WHAT THIS TASK INVOLVES :: Please repeat the records below exactly, from the first line through the line containing "ones the teacher's", and nothing more.

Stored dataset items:
========
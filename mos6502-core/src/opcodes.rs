//! The 256-entry opcode dispatch table.
//!
//! Reproduced byte-for-byte from `examples/original_source/dom6502.h`'s
//! `instructions[]` array — the reference this specification was distilled
//! from, and the datasheet spec.md §4.4 calls authoritative. That C array
//! only defines 255 rows (0x00-0xFE); row 0xFF is filled in here as the
//! `Undefined` sentinel like every other gap, since this core's table must
//! have exactly 256 entries with no row left implicit.
//!
//! Illegal/undocumented opcodes (the ones the teacher's
//! `cpu_6502/opcodes_illegal.rs` implements as SLO/RLA/ANC/KIL/...) are
//! out of scope per spec.md's Non-goals; every slot the hardware would
//! otherwise spend on one is `Undefined` here.

use crate::addressing::Mode;

#[derive(Debug, Clone, Copy, PartialEq, Eq, Hash)]
#[rustfmt::skip]
pub enum Mnemonic {
    // Logical and arithmetic commands
    ADC, AND, ASL, BIT, CMP, CPX, CPY, DEC, DEX, DEY, EOR, INC, INX, INY,
    LSR, ORA, ROL, ROR, SBC,
    // Move commands
    LDA, LDX, LDY, STA, STX, STY, TAX, TAY, TSX, TXA, TXS, TYA,
    // Stack commands
    PHA, PHP, PLA, PLP,
    // Jump / flag / branch commands
    BCC, BCS, BEQ, BMI, BNE, BPL, BRK, BVC, BVS,
    CLC, CLD, CLI, CLV, SEC, SED, SEI,
    JMP, JSR, NOP, RTI, RTS,
    /// No decoded instruction lives at this opcode. The engine halts with
    /// `CoreError::UndefinedOpcode` rather than execute it.
    Undefined,
}

/// A single 256th of the opcode table: which mnemonic, how many bytes
/// (including the opcode byte) to advance PC by, the base cycle count
/// before any addressing-mode penalty, and which addressing mode decodes
/// the operand.
#[derive(Debug, Clone, Copy, PartialEq, Eq)]
pub struct Instruction {
    pub mnemonic: Mnemonic,
    pub bytes: u8,
    pub base_cycles: u8,
    pub mode: Mode,
}

const fn op(mnemonic: Mnemonic, bytes: u8, base_cycles: u8, mode: Mode) -> Instruction {
    Instruction { mnemonic, bytes, base_cycles, mode }
}

const UNDEFINED: Instruction = op(Mnemonic::Undefined, 1, 0, Mode::Implied);

#[rustfmt::skip]
pub const OPCODE_TABLE: [Instruction; 256] = {
    use Mnemonic::*;
    use Mode::*;
    [
        /* 0x00 */ op(BRK, 1, 7, Implied),    /* 0x01 */ op(ORA, 2, 6, IndirectX),
        /* 0x02 */ UNDEFINED,                 /* 0x03 */ UNDEFINED,
        /* 0x04 */ UNDEFINED,                 /* 0x05 */ op(ORA, 2, 3, ZeroPage),
        /* 0x06 */ op(ASL, 2, 5, ZeroPage),   /* 0x07 */ UNDEFINED,
        /* 0x08 */ op(PHP, 1, 3, Implied),    /* 0x09 */ op(ORA, 2, 2, Immediate),
        /* 0x0A */ op(ASL, 1, 2, Accumulator),/* 0x0B */ UNDEFINED,
        /* 0x0C */ UNDEFINED,                 /* 0x0D */ op(ORA, 3, 4, Absolute),
        /* 0x0E */ op(ASL, 3, 6, Absolute),   /* 0x0F */ UNDEFINED,

        /* 0x10 */ op(BPL, 2, 2, Relative),   /* 0x11 */ op(ORA, 2, 5, IndirectY),
        /* 0x12 */ UNDEFINED,                 /* 0x13 */ UNDEFINED,
        /* 0x14 */ UNDEFINED,                 /* 0x15 */ op(ORA, 2, 4, ZeroPageX),
        /* 0x16 */ op(ASL, 2, 6, ZeroPageX),  /* 0x17 */ UNDEFINED,
        /* 0x18 */ op(CLC, 1, 2, Implied),    /* 0x19 */ op(ORA, 3, 4, AbsoluteY),
        /* 0x1A */ UNDEFINED,                 /* 0x1B */ UNDEFINED,
        /* 0x1C */ UNDEFINED,                 /* 0x1D */ op(ORA, 3, 4, AbsoluteX),
        /* 0x1E */ op(ASL, 3, 7, AbsoluteX),  /* 0x1F */ UNDEFINED,

        /* 0x20 */ op(JSR, 3, 6, Absolute),   /* 0x21 */ op(AND, 2, 6, IndirectX),
        /* 0x22 */ UNDEFINED,                 /* 0x23 */ UNDEFINED,
        /* 0x24 */ op(BIT, 2, 3, ZeroPage),   /* 0x25 */ op(AND, 2, 3, ZeroPage),
        /* 0x26 */ op(ROL, 2, 5, ZeroPage),   /* 0x27 */ UNDEFINED,
        /* 0x28 */ op(PLP, 1, 4, Implied),    /* 0x29 */ op(AND, 2, 2, Immediate),
        /* 0x2A */ op(ROL, 1, 2, Accumulator),/* 0x2B */ UNDEFINED,
        /* 0x2C */ op(BIT, 3, 4, Absolute),   /* 0x2D */ op(AND, 3, 4, Absolute),
        /* 0x2E */ op(ROL, 3, 6, Absolute),   /* 0x2F */ UNDEFINED,

        /* 0x30 */ op(BMI, 2, 2, Relative),   /* 0x31 */ op(AND, 2, 5, IndirectY),
        /* 0x32 */ UNDEFINED,                 /* 0x33 */ UNDEFINED,
        /* 0x34 */ UNDEFINED,                 /* 0x35 */ op(AND, 2, 4, ZeroPageX),
        /* 0x36 */ op(ROL, 2, 6, ZeroPageX),  /* 0x37 */ UNDEFINED,
        /* 0x38 */ op(SEC, 1, 2, Implied),    /* 0x39 */ op(AND, 3, 4, AbsoluteY),
        /* 0x3A */ UNDEFINED,                 /* 0x3B */ UNDEFINED,
        /* 0x3C */ UNDEFINED,                 /* 0x3D */ op(AND, 3, 4, AbsoluteX),
        /* 0x3E */ op(ROL, 3, 7, AbsoluteX),  /* 0x3F */ UNDEFINED,

        /* 0x40 */ op(RTI, 1, 6, Implied),    /* 0x41 */ op(EOR, 2, 6, IndirectX),
        /* 0x42 */ UNDEFINED,                 /* 0x43 */ UNDEFINED,
        /* 0x44 */ UNDEFINED,                 /* 0x45 */ op(EOR, 2, 3, ZeroPage),
        /* 0x46 */ op(LSR, 2, 5, ZeroPage),   /* 0x47 */ UNDEFINED,
        /* 0x48 */ op(PHA, 1, 3, Implied),    /* 0x49 */ op(EOR, 2, 2, Immediate),
        /* 0x4A */ op(LSR, 1, 2, Accumulator),/* 0x4B */ UNDEFINED,
        /* 0x4C */ op(JMP, 3, 3, Absolute),   /* 0x4D */ op(EOR, 3, 4, Absolute),
        /* 0x4E */ op(LSR, 3, 6, Absolute),   /* 0x4F */ UNDEFINED,

        /* 0x50 */ op(BVC, 2, 2, Relative),   /* 0x51 */ op(EOR, 2, 5, IndirectY),
        /* 0x52 */ UNDEFINED,                 /* 0x53 */ UNDEFINED,
        /* 0x54 */ UNDEFINED,                 /* 0x55 */ op(EOR, 2, 4, ZeroPageX),
        /* 0x56 */ op(LSR, 2, 6, ZeroPageX),  /* 0x57 */ UNDEFINED,
        /* 0x58 */ op(CLI, 1, 2, Implied),    /* 0x59 */ op(EOR, 3, 4, AbsoluteY),
        /* 0x5A */ UNDEFINED,                 /* 0x5B */ UNDEFINED,
        /* 0x5C */ UNDEFINED,                 /* 0x5D */ op(EOR, 3, 4, AbsoluteX),
        /* 0x5E */ op(LSR, 3, 7, AbsoluteX),  /* 0x5F */ UNDEFINED,

        /* 0x60 */ op(RTS, 1, 6, Implied),    /* 0x61 */ op(ADC, 2, 6, IndirectX),
        /* 0x62 */ UNDEFINED,                 /* 0x63 */ UNDEFINED,
        /* 0x64 */ UNDEFINED,                 /* 0x65 */ op(ADC, 2, 3, ZeroPage),
        /* 0x66 */ op(ROR, 2, 5, ZeroPage),   /* 0x67 */ UNDEFINED,
        /* 0x68 */ op(PLA, 1, 4, Implied),    /* 0x69 */ op(ADC, 2, 2, Immediate),
        /* 0x6A */ op(ROR, 1, 2, Accumulator),/* 0x6B */ UNDEFINED,
        /* 0x6C */ op(JMP, 3, 5, Indirect),   /* 0x6D */ op(ADC, 3, 4, Absolute),
        /* 0x6E */ op(ROR, 3, 6, Absolute),   /* 0x6F */ UNDEFINED,

        /* 0x70 */ op(BVS, 2, 2, Relative),   /* 0x71 */ op(ADC, 2, 5, IndirectY),
        /* 0x72 */ UNDEFINED,                 /* 0x73 */ UNDEFINED,
        /* 0x74 */ UNDEFINED,                 /* 0x75 */ op(ADC, 2, 4, ZeroPageX),
        /* 0x76 */ op(ROR, 2, 6, ZeroPageX),  /* 0x77 */ UNDEFINED,
        /* 0x78 */ op(SEI, 1, 2, Implied),    /* 0x79 */ op(ADC, 3, 4, AbsoluteY),
        /* 0x7A */ UNDEFINED,                 /* 0x7B */ UNDEFINED,
        /* 0x7C */ UNDEFINED,                 /* 0x7D */ op(ADC, 3, 4, AbsoluteX),
        /* 0x7E */ op(ROR, 3, 7, AbsoluteX),  /* 0x7F */ UNDEFINED,

        /* 0x80 */ UNDEFINED,                 /* 0x81 */ op(STA, 2, 6, IndirectX),
        /* 0x82 */ UNDEFINED,                 /* 0x83 */ UNDEFINED,
        /* 0x84 */ op(STY, 2, 3, ZeroPage),   /* 0x85 */ op(STA, 2, 3, ZeroPage),
        /* 0x86 */ op(STX, 2, 3, ZeroPage),   /* 0x87 */ UNDEFINED,
        /* 0x88 */ op(DEY, 1, 2, Implied),    /* 0x89 */ UNDEFINED,
        /* 0x8A */ op(TXA, 1, 2, Implied),    /* 0x8B */ UNDEFINED,
        /* 0x8C */ op(STY, 3, 4, Absolute),   /* 0x8D */ op(STA, 3, 4, Absolute),
        /* 0x8E */ op(STX, 3, 4, Absolute),   /* 0x8F */ UNDEFINED,

        /* 0x90 */ op(BCC, 2, 2, Relative),   /* 0x91 */ op(STA, 2, 6, IndirectY),
        /* 0x92 */ UNDEFINED,                 /* 0x93 */ UNDEFINED,
        /* 0x94 */ op(STY, 2, 4, ZeroPageX),  /* 0x95 */ op(STA, 2, 4, ZeroPageX),
        /* 0x96 */ op(STX, 2, 4, ZeroPageY),  /* 0x97 */ UNDEFINED,
        /* 0x98 */ op(TYA, 1, 2, Implied),    /* 0x99 */ op(STA, 3, 5, AbsoluteY),
        /* 0x9A */ op(TXS, 1, 2, Implied),    /* 0x9B */ UNDEFINED,
        /* 0x9C */ UNDEFINED,                 /* 0x9D */ op(STA, 3, 5, AbsoluteX),
        /* 0x9E */ UNDEFINED,                 /* 0x9F */ UNDEFINED,

        /* 0xA0 */ op(LDY, 2, 2, Immediate),  /* 0xA1 */ op(LDA, 2, 6, IndirectX),
        /* 0xA2 */ op(LDX, 2, 2, Immediate),  /* 0xA3 */ UNDEFINED,
        /* 0xA4 */ op(LDY, 2, 3, ZeroPage),   /* 0xA5 */ op(LDA, 2, 3, ZeroPage),
        /* 0xA6 */ op(LDX, 2, 3, ZeroPage),   /* 0xA7 */ UNDEFINED,
        /* 0xA8 */ op(TAY, 1, 2, Implied),    /* 0xA9 */ op(LDA, 2, 2, Immediate),
        /* 0xAA */ op(TAX, 1, 2, Implied),    /* 0xAB */ UNDEFINED,
        /* 0xAC */ op(LDY, 3, 4, Absolute),   /* 0xAD */ op(LDA, 3, 4, Absolute),
        /* 0xAE */ op(LDX, 3, 4, Absolute),   /* 0xAF */ UNDEFINED,

        /* 0xB0 */ op(BCS, 2, 2, Relative),   /* 0xB1 */ op(LDA, 2, 5, IndirectY),
        /* 0xB2 */ UNDEFINED,                 /* 0xB3 */ UNDEFINED,
        /* 0xB4 */ op(LDY, 2, 4, ZeroPageX),  /* 0xB5 */ op(LDA, 2, 4, ZeroPageX),
        /* 0xB6 */ op(LDX, 2, 4, ZeroPageY),  /* 0xB7 */ UNDEFINED,
        /* 0xB8 */ op(CLV, 1, 2, Implied),    /* 0xB9 */ op(LDA, 3, 4, AbsoluteY),
        /* 0xBA */ op(TSX, 1, 2, Implied),    /* 0xBB */ UNDEFINED,
        /* 0xBC */ op(LDY, 3, 4, AbsoluteX),  /* 0xBD */ op(LDA, 3, 4, AbsoluteX),
        /* 0xBE */ op(LDX, 3, 4, AbsoluteY),  /* 0xBF */ UNDEFINED,

        /* 0xC0 */ op(CPY, 2, 2, Immediate),  /* 0xC1 */ op(CMP, 2, 6, IndirectX),
        /* 0xC2 */ UNDEFINED,                 /* 0xC3 */ UNDEFINED,
        /* 0xC4 */ op(CPY, 2, 3, ZeroPage),   /* 0xC5 */ op(CMP, 2, 3, ZeroPage),
        /* 0xC6 */ op(DEC, 2, 5, ZeroPage),   /* 0xC7 */ UNDEFINED,
        /* 0xC8 */ op(INY, 1, 2, Implied),    /* 0xC9 */ op(CMP, 2, 2, Immediate),
        /* 0xCA */ op(DEX, 1, 2, Implied),    /* 0xCB */ UNDEFINED,
        /* 0xCC */ op(CPY, 3, 4, Absolute),   /* 0xCD */ op(CMP, 3, 4, Absolute),
        /* 0xCE */ op(DEC, 3, 6, Absolute),   /* 0xCF */ UNDEFINED,

        /* 0xD0 */ op(BNE, 2, 2, Relative),   /* 0xD1 */ op(CMP, 2, 5, IndirectY),
        /* 0xD2 */ UNDEFINED,                 /* 0xD3 */ UNDEFINED,
        /* 0xD4 */ UNDEFINED,                 /* 0xD5 */ op(CMP, 2, 4, ZeroPageX),
        /* 0xD6 */ op(DEC, 2, 6, ZeroPageX),  /* 0xD7 */ UNDEFINED,
        /* 0xD8 */ op(CLD, 1, 2, Implied),    /* 0xD9 */ op(CMP, 3, 4, AbsoluteY),
        /* 0xDA */ UNDEFINED,                 /* 0xDB */ UNDEFINED,
        /* 0xDC */ UNDEFINED,                 /* 0xDD */ op(CMP, 3, 4, AbsoluteX),
        /* 0xDE */ op(DEC, 3, 7, AbsoluteX),  /* 0xDF */ UNDEFINED,

        /* 0xE0 */ op(CPX, 2, 2, Immediate),  /* 0xE1 */ op(SBC, 2, 6, IndirectX),
        /* 0xE2 */ UNDEFINED,                 /* 0xE3 */ UNDEFINED,
        /* 0xE4 */ op(CPX, 2, 3, ZeroPage),   /* 0xE5 */ op(SBC, 2, 3, ZeroPage),
        /* 0xE6 */ op(INC, 2, 5, ZeroPage),   /* 0xE7 */ UNDEFINED,
        /* 0xE8 */ op(INX, 1, 2, Implied),    /* 0xE9 */ op(SBC, 2, 2, Immediate),
        /* 0xEA */ op(NOP, 1, 2, Implied),    /* 0xEB */ UNDEFINED,
        /* 0xEC */ op(CPX, 3, 4, Absolute),   /* 0xED */ op(SBC, 3, 4, Absolute),
        /* 0xEE */ op(INC, 3, 6, Absolute),   /* 0xEF */ UNDEFINED,

        /* 0xF0 */ op(BEQ, 2, 2, Relative),   /* 0xF1 */ op(SBC, 2, 5, IndirectY),
        /* 0xF2 */ UNDEFINED,                 /* 0xF3 */ UNDEFINED,
        /* 0xF4 */ UNDEFINED,                 /* 0xF5 */ op(SBC, 2, 4, ZeroPageX),
        /* 0xF6 */ op(INC, 2, 6, ZeroPageX),  /* 0xF7 */ UNDEFINED,
        /* 0xF8 */ op(SED, 1, 2, Implied),    /* 0xF9 */ op(SBC, 3, 4, AbsoluteY),
        /* 0xFA */ UNDEFINED,                 /* 0xFB */ UNDEFINED,
        /* 0xFC */ UNDEFINED,                 /* 0xFD */ op(SBC, 3, 4, AbsoluteX),
        /* 0xFE */ op(INC, 3, 7, AbsoluteX),  /* 0xFF */ UNDEFINED,
    ]
};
========
OUTPUT BELOW ::
filename mos6502-core/src/opcodes.rs
//! The 256-entry opcode dispatch table.
//!
//! Reproduced byte-for-byte from `examples/original_source/dom6502.h`'s
//! `instructions[]` array — the reference this specification was distilled
//! from, and the datasheet spec.md §4.4 calls authoritative. That C array
//! only defines 255 rows (0x00-0xFE); row 0xFF is filled in here as the
//! `Undefined` sentinel like every other gap, since this core's table must
//! have exactly 256 entries with no row left implicit.
//!
//! Illegal/undocumented opcodes (the ones the teacher's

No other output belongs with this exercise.